La coutume est « un puissant protecteur. » On marche à la liberté, ou l’on marche à l’esclavage, selon la manière dont on décide la question : si l’on donnera à la coutume force de loi, ou si l’on ne tiendra d’elle aucun compte, — laissant le faible tout à la merci du fort. Dans l’Attique primitive, — à l’époque du commerce en progrès, — il devint de plus jeu plus de coutume, — jusqu’à ce qu’à la longue, sous les Institutions de Solon, cela devint la loi : — que des milliers de gens, qui jusqu’alors avaient été privés des avantages de la concurrence pour l’achat de leur travail, fussent autorisés à en disposer aussi librement que ceux qui avaient été leurs maîtres.

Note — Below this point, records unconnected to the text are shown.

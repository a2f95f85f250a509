//! Environment variable overrides for configuration.
//!
//! Responsibilities:
//! - Decode `HEADPLANE_<SECTION>__<FIELD>` variables into a nested override tree.
//! - Validate the tree against the partial schema.
//! - Resolve secret paths supplied as overrides.
//! - Deep-merge the overrides onto the loaded config and re-validate the result.
//!
//! Does NOT handle:
//! - `.env` file loading (handled by `ConfigLoader::load_dotenv`).
//! - The root variables (`HEADPLANE_CONFIG_PATH` etc.), which configure the
//!   loader itself and are never treated as overrides.
//!
//! Invariants:
//! - Variables are processed in sorted key order, so the result does not
//!   depend on the platform's environment enumeration order.
//! - Empty or whitespace-only values are treated as unset.
//! - A malformed override set is rejected as a whole; nothing is applied.

use secrecy::ExposeSecret;
use serde_yaml::{Mapping, Value};
use std::collections::BTreeMap;

use super::error::ConfigError;
use super::merge::deep_merge;
use crate::constants::{ENV_NESTING_DELIMITER, ENV_PREFIX, ROOT_ENV_VARS};
use crate::schema::{self, FieldError, SECRET_PAIRS, SchemaErrors};
use crate::secret::resolve_secret;
use crate::types::Config;

/// Read an environment variable, returning None if unset, empty, or whitespace-only.
/// Returns the trimmed value (leading/trailing whitespace removed) if present.
pub fn env_var_or_none(key: &str) -> Option<String> {
    std::env::var(key).ok().and_then(|s| {
        let trimmed = s.trim();
        if trimmed.is_empty() {
            None
        } else if trimmed.len() == s.len() {
            Some(s)
        } else {
            Some(trimmed.to_string())
        }
    })
}

/// Snapshot of the process environment, skipping entries that are not UTF-8.
pub fn process_env() -> Vec<(String, String)> {
    std::env::vars_os()
        .filter_map(|(key, value)| Some((key.into_string().ok()?, value.into_string().ok()?)))
        .collect()
}

/// Decode an override variable name into its field path.
///
/// Returns `None` for variables without the prefix and for root variables.
/// `HEADPLANE_OIDC__CLIENT_ID` decodes to `["oidc", "client_id"]`.
pub fn override_path(key: &str) -> Option<Vec<String>> {
    if ROOT_ENV_VARS.contains(&key) {
        return None;
    }
    let rest = key.strip_prefix(ENV_PREFIX)?;
    Some(
        rest.to_lowercase()
            .split(ENV_NESTING_DELIMITER)
            .map(str::to_string)
            .collect(),
    )
}

/// Build the sparse override tree from `vars`. Values stay raw strings; the
/// partial schema coerces them.
pub fn collect_overrides<I>(vars: I) -> Value
where
    I: IntoIterator<Item = (String, String)>,
{
    let sorted: BTreeMap<String, String> = vars
        .into_iter()
        .filter(|(key, value)| key.starts_with(ENV_PREFIX) && !value.trim().is_empty())
        .collect();

    let mut tree = Mapping::new();
    for (key, value) in sorted {
        let Some(segments) = override_path(&key) else {
            continue;
        };
        if segments.iter().any(String::is_empty) {
            tracing::warn!(var = %key, "Skipping environment override with an empty path segment");
            continue;
        }
        insert_path(&mut tree, &segments, Value::String(value), &key);
    }
    Value::Mapping(tree)
}

fn insert_path(tree: &mut Mapping, segments: &[String], value: Value, var: &str) {
    let Some((leaf, parents)) = segments.split_last() else {
        return;
    };

    let mut node = tree;
    for segment in parents {
        let entry = node
            .entry(Value::String(segment.clone()))
            .or_insert(Value::Mapping(Mapping::new()));
        if !entry.is_mapping() {
            tracing::warn!(
                var,
                field = %segment,
                "Environment override replaces a value set by another variable"
            );
            *entry = Value::Mapping(Mapping::new());
        }
        let Value::Mapping(next) = entry else {
            return;
        };
        node = next;
    }

    if node
        .insert(Value::String(leaf.clone()), value)
        .is_some()
    {
        tracing::warn!(
            var,
            field = %segments.join("."),
            "Environment override replaces a value set by another variable"
        );
    }
}

/// Dotted paths of every leaf in an override tree, for logging.
fn leaf_paths(tree: &Value, prefix: &str, out: &mut Vec<String>) {
    if let Value::Mapping(map) = tree {
        for (key, value) in map {
            let name = key.as_str().unwrap_or("?");
            let path = if prefix.is_empty() {
                name.to_string()
            } else {
                format!("{prefix}.{name}")
            };
            if value.is_mapping() {
                leaf_paths(value, &path, out);
            } else {
                out.push(path);
            }
        }
    }
}

/// Replace `*_path` secrets in the override tree by their resolved values.
fn resolve_override_secrets(overrides: &mut Value) -> Result<(), ConfigError> {
    for pair in SECRET_PAIRS {
        let Some(section) = overrides
            .get_mut(pair.section)
            .and_then(Value::as_mapping_mut)
        else {
            continue;
        };
        let Some(path) = section.remove(pair.path) else {
            continue;
        };
        if section.contains_key(pair.inline) {
            return Err(ConfigError::OverrideValidation(SchemaErrors::single(
                FieldError::new(
                    pair.inline_path(),
                    format!("cannot be set together with {}", pair.file_path()),
                ),
            )));
        }

        let Some(path) = path.as_str() else {
            continue;
        };
        let label = pair.file_path();
        let secret = resolve_secret(path, &label, pair.required_length)?;
        tracing::info!(field = %label, "Resolved secret from environment override path");
        section.insert(
            Value::String(pair.inline.to_string()),
            Value::String(secret.expose_secret().to_string()),
        );
    }
    Ok(())
}

/// Apply `HEADPLANE_*` overrides from `vars` on top of `config`.
pub fn apply_overrides<I>(config: Config, vars: I) -> Result<Config, ConfigError>
where
    I: IntoIterator<Item = (String, String)>,
{
    let overrides = collect_overrides(vars);
    if overrides.as_mapping().is_none_or(Mapping::is_empty) {
        tracing::debug!("No environment overrides found");
        return Ok(config);
    }

    let mut overrides =
        schema::validate_overrides(overrides).map_err(ConfigError::OverrideValidation)?;
    let mut fields = Vec::new();
    leaf_paths(&overrides, "", &mut fields);
    if fields.is_empty() {
        tracing::debug!("Environment overrides only named unknown keys");
        return Ok(config);
    }

    resolve_override_secrets(&mut overrides)?;

    let debug = config.debug;
    let mut merged = serde_yaml::to_value(&config).map_err(|e| {
        ConfigError::OverrideValidation(SchemaErrors::single(FieldError::new(
            "<root>",
            format!("failed to serialize config for merging: {e}"),
        )))
    })?;
    deep_merge(&mut merged, overrides);

    let config =
        schema::validate_config(merged, debug).map_err(ConfigError::OverrideValidation)?;
    tracing::info!(fields = ?fields, "Applied environment overrides");
    Ok(config)
}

Cependant, la guerre et le trafic étant devenus plus tard la politique établie à Athènes, la concurrence pour l’achat du travail s’éteignit par degrés jusqu’à ce qu’enfin il devint de règle établie qu’il n’existerait plus pour le travailleur qu’un acheteur unique, — et que celui-ci serait autorisé à déterminer lui-même le mode de distribution.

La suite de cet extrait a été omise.